Monday, March 11, 2019

Arctic World Archive receives more world treasures

Arctic World Archive receives more world treasures. Press release. 21. February 2019.
     Institutions and companies from around the world, including Utah Valley University, have deposited their digital content in the Arctic World Archive in Svalbard, Norway.  The Archive is a repository for world memory where the data will last for centuries.  The Archive is a collaboration between Piql, digital preservation specialists, and Store Norske Spitsbergen Kulkompani (SNSK), a state-owned Norwegian mining company based on Svalbard with vast experience and resources to build and maintain mountain vaults.
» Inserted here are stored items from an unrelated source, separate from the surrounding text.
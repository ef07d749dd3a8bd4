//! SQLite connection pool
//!
//! A simple `Arc<Mutex<Connection>>` wrapper rather than a real pool: in
//! WAL mode SQLite allows one writer, and cache operations are short
//! enough that a mutex is adequate.

use inquest_core::{CacheError, CacheResult};
use parking_lot::Mutex;
use rusqlite::Connection;
use std::path::{Path, PathBuf};
use std::sync::Arc;
use tracing::{debug, info};

/// Thread-safe SQLite connection wrapper shared by both caches
#[derive(Clone)]
pub struct SqlitePool {
    conn: Arc<Mutex<Connection>>,
}

impl SqlitePool {
    /// Open (or create) the database at `path` and apply pragmas + schema
    pub fn open(path: impl AsRef<Path>) -> CacheResult<Self> {
        let path: PathBuf = path.as_ref().to_path_buf();
        info!(path = %path.display(), "opening cache database");

        if let Some(parent) = path.parent() {
            std::fs::create_dir_all(parent)
                .map_err(|e| CacheError::Storage(format!("failed to create directory: {e}")))?;
        }
        let conn = Connection::open(&path).map_err(storage_err)?;
        Self::from_connection(conn)
    }

    /// In-memory database for tests
    pub fn memory() -> CacheResult<Self> {
        let conn = Connection::open_in_memory().map_err(storage_err)?;
        Self::from_connection(conn)
    }

    fn from_connection(conn: Connection) -> CacheResult<Self> {
        let pool = Self {
            conn: Arc::new(Mutex::new(conn)),
        };
        pool.configure_pragmas()?;
        pool.with_connection(|conn| {
            crate::schema::apply_schema(conn).map_err(storage_err)
        })?;
        Ok(pool)
    }

    /// Execute a closure with the connection
    pub fn with_connection<F, T>(&self, f: F) -> CacheResult<T>
    where
        F: FnOnce(&Connection) -> CacheResult<T>,
    {
        let conn = self.conn.lock();
        f(&conn)
    }

    fn configure_pragmas(&self) -> CacheResult<()> {
        debug!("configuring SQLite pragmas");
        self.with_connection(|conn| {
            conn.execute_batch(
                "PRAGMA journal_mode = WAL;\n\
                 PRAGMA synchronous = NORMAL;\n\
                 PRAGMA busy_timeout = 5000;\n\
                 PRAGMA temp_store = MEMORY;",
            )
            .map_err(storage_err)
        })
    }
}

/// Map a rusqlite error into the cache taxonomy
pub(crate) fn storage_err(e: rusqlite::Error) -> CacheError {
    CacheError::Storage(e.to_string())
}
The top 10 items of cultural heritage, as nominated by the public was also stored away for the future. These items include famous religious texts, paintings, architectural designs, science breakthroughs and popular contemporary music. 


See also:

Wednesday, March 06, 2019

Texas Digital Library Digital Preservation Services

Texas Digital Library Digital Preservation Services. Press release. Texas Digital Library, 5 March 2019. [PDF]
     The organization now offers Digital Preservation Services to its members to help Texas cultural heritage and scholarship stewards provide access for the long term through direct consulting, training, and workflow support that includes the right combination of technologies for your unique content needs. The content can be stored in multiple geographically-dispersed locations with fixity checking with Chronopolis and Amazon through the DuraCloud interface.

Saturday, August 19, 2017

IBM and Sony cram up to 330 terabytes into tiny tape cartridge

IBM and Sony cram up to 330 terabytes into tiny tape cartridge. Sebastion Anthony. Ars Technica UK. August 2, 2017.
     IBM and Sony have developed a new magnetic tape system capable of storing 201 gigabits of data per square inch, or approximately 330 terabytes in a single palm-sized cartridge. To achieve this density, Sony developed a new type of tape that has a higher density of magnetic recording sites, and IBM Research developed new heads and signal processing technology to process the data from the "nanometre-long patches of magnetism". The new cartridges and tape drives, "when eventually commercialised, will be significantly more expensive because of the tape's complex manufacturing process."


Saturday, March 04, 2017

What Do IT Decision Makers Want?

What Do IT Decision Makers Want? Tom Coughlin. Forbes. March 1, 2017.
     An article that looks at a study of over 1,200 senior IT decision makers in 11 countries. Some findings

  • The vast majority of those surveyed have revised their storage strategy in the last 12 months because of frustrations with storage costs, performance, complexity and fragmentation of existing solutions. 
  • 60% say storage expenses are under increased scrutiny 
  • 95% are interested in the scalability and efficiency of software-defined storage. 
  • Digital storage is about 7% of the total IT budget.
  • Some concerns: 
    • High costs: 
      • 80% were concerned with the cost of their storage system
      • 92 % worry about managing storage costs as capacity needs grow. 
      • On average 70% of IT budgets are allocated to data storage 
    • Performance: 
      • 73% are concerned with the performance of their existing storage solution. 
    • Growing complexity and fragmentation: 
      • 71% of respondents said storage systems were complex and highly fragmented.  
  • Software-defined storage [which involves separating the storage capabilities and services from the storage hardware]  is playing significant roles in improving the utilization of storage resources and stretching storage budgets.

Tuesday, January 31, 2017

20 TB Hard Disk Drives, The Future Of HDDS

20 TB Hard Disk Drives, The Future Of HDDS. Tom Coughlin. Forbes. January 28, 2017.
     Interesting article on the status and future of hard drives. It looks at the declining market and the trends for hard disk drives over the next few years.  Overall drive shipments in 2016 dropped about 9.4%, meaning that 424 million drives were shipped in 2016. Of the total HDDs shipped in 2016:
  • Western Digital shipped 41% 
  • Seagate shipped 37%  
  • Toshiba shipped 22%.
"The long-term future of HDDs likely rests with high capacity HDDs, particularly in data centers serving cloud storage applications".  Seagate plans to ship 14 and 16 TB drives in the next 18 months, and possibly 20 TB drives in the next three years.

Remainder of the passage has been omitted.